Consider a hypothetical scenario involving a closely-held corporation where the lawyer maintains close communication with both the majority and minority shareholders, the corporation has disregarded corporate formalities, and the majority shareholders (the CEO and the board of directors) have taken actions to harm the interests of the minority shareholders. Does the lawyer have a fiduciary duty to disclose concealed or suppressed information about these actions to the minority shareholders?

In this hypothetical scenario, recognizing a duty for the lawyer to disclose concealed information to minority shareholders may be justified under the factors. The lawyer's close communication with both the majority and minority shareholders shows an intention to benefit all shareholders, while the concealed actions directly harm the minority shareholders' financial interests. Given the disregard for corporate formalities and the concealed actions, the harm to minority shareholders who depend on the lawyer's transparency and ethical guidance to protect their interests is foreseeable.

Recognizing a fiduciary duty for the lawyer to disclose concealed information aligns with the policy of preventing future harm. Lawyers uphold ethical standards, promote transparency, and protect the interests of all shareholders, which is in line with the broader policy of corporate integrity and protection of shareholder rights.

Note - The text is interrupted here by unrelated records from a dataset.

//! # Frame Source
//!
//! The pull-based collaborator that supplies raw frames. The ingest pump in
//! [`crate::dispatch`] drains a source until it reports exhaustion.

use std::collections::VecDeque;
use std::sync::Mutex;

use crate::sink::ErrorCode;

/// Supplies raw input frames.
#[async_trait::async_trait]
pub trait FrameSource: Send + Sync + 'static {
    /// Returns the next frame, or `Ok(None)` when the source is exhausted.
    async fn next_frame(&self) -> Result<Option<Vec<u8>>, ErrorCode>;
}

/// A fixed in-memory frame sequence, for tests and demos.
pub struct VecSource {
    frames: Mutex<VecDeque<Vec<u8>>>,
}

impl VecSource {
    pub fn new(frames: impl IntoIterator<Item = Vec<u8>>) -> Self {
        Self {
            frames: Mutex::new(frames.into_iter().collect()),
        }
    }
}

#[async_trait::async_trait]
impl FrameSource for VecSource {
    async fn next_frame(&self) -> Result<Option<Vec<u8>>, ErrorCode> {
        Ok(self
            .frames
            .lock()
            .unwrap_or_else(|poisoned| poisoned.into_inner())
            .pop_front())
    }
}
//! # trirun
//!
//! A redundant execution pool for crash-prone Wasm sandbox instances.
//!
//! trirun keeps a fleet of interchangeable component instances derived from a
//! single compiled artifact, fans every input frame out to all healthy
//! instances, and reconciles their outcomes by majority agreement. An instance
//! that traps or diverges from the majority is rebuilt in the background while
//! frame processing continues on the survivors.
//!
//! ## Core Concepts
//!
//! - **ArtifactCache**: Compiles the sandbox bytecode exactly once; instances
//!   are cheaply re-derived from the cached component
//! - **Invoker / InstanceFactory**: The seams between the pool state machine
//!   and the Wasm backing; tests drive the pool with scripted implementations
//! - **InstancePool**: Fixed slots with per-slot health (`Healthy`,
//!   `Rebuilding`, `Faulted`)
//! - **Dispatcher**: The outward surface; `process_frame` fans out, votes, and
//!   forwards accepted output to the sink
//! - **RecoveryManager**: Fire-and-forget rebuild tasks with jittered backoff,
//!   never awaited on the request path
//!
//! ## Policy Regimes
//!
//! One pool parameterized by replica count:
//!
//! - `R = 1`: cold restart; a trap fails the frame and rebuilds the slot
//! - `R = 2`: hot standby; a trap flips the active slot within the same call
//! - `R >= 3`: majority voting; two-of-three (and up) agreement accepts a
//!   result and identifies the dissenting instance
//!
//! ## Example
//!
//! ```rust,no_run
//! use std::sync::Arc;
//! use trirun::{ArtifactCache, Dispatcher, PoolConfig, WasmFactory};
//!
//! # async fn example(bytecode: Vec<u8>, frame: Vec<u8>) -> Result<(), Box<dyn std::error::Error>> {
//! let cache = Arc::new(ArtifactCache::compile(bytecode)?);
//! let factory = Arc::new(WasmFactory::new(cache));
//! let pool = Dispatcher::new(factory, PoolConfig::new(3)).await?;
//!
//! let report = pool.process_frame(&frame).await?;
//! println!("{} ({})", report.accepted, report.agreement);
//! # Ok(())
//! # }
//! ```

pub mod artifact;
pub mod config;
pub mod context;
pub mod dispatch;
pub mod instance;
pub mod invoke;
pub(crate) mod linker;
pub mod metrics;
pub mod pool;
pub mod recover;
pub mod sink;
pub mod source;
pub mod vote;

pub use artifact::Artifact;
pub use artifact::ArtifactCache;
pub use config::PoolConfig;
pub use config::RetryPolicy;
pub use dispatch::Dispatcher;
pub use dispatch::FrameReport;
pub use dispatch::IngestSummary;
pub use instance::WasmFactory;
pub use instance::WasmInvoker;
pub use invoke::GuestStats;
pub use invoke::InstanceFactory;
pub use invoke::Invoker;
pub use invoke::Outcome;
pub use metrics::MetricsSnapshot;
pub use pool::Health;
pub use pool::InstancePool;
pub use recover::RecoveryManager;
pub use sink::ErrorCode;
pub use sink::FrameSink;
pub use sink::MemorySink;
pub use sink::NullSink;
pub use sink::Publication;
pub use sink::Qos;
pub use source::FrameSource;
pub use source::VecSource;
pub use vote::Policy;
pub use vote::Severity;
pub use vote::Vote;

#[cfg(test)]
mod tests;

While the lawyer primarily owes a duty to the corporation, recognizing a duty to disclose information to minority shareholders aligns with the lawyer's role as an ethical lawyer responsible for protecting the interests of all shareholders.

Recognizing a fiduciary duty for the lawyer to disclose concealed information to minority shareholders, despite the ethical complexity, should not impose an undue burden on the legal profession. It underscores the lawyer's responsibility as an officer of the court and guardian of ethical standards, promoting transparency and protecting the rights of all shareholders.

Representing organizations, particularly closely held businesses, is as common as representing individuals for many lawyers. These lawyers must appreciate the ethical concerns presented by organizational representation. While there are well-established norms for representing traditional public corporations, the interests and identities of closely held businesses are often indistinguishable from those of their individual owners. Consequently, identifying the client or clients is more difficult and raises concerns that lawyers must consider.

Jason E. Fellner is a founding partner, and Andrew Browning is an attorney at Millstein Fellner, LLP.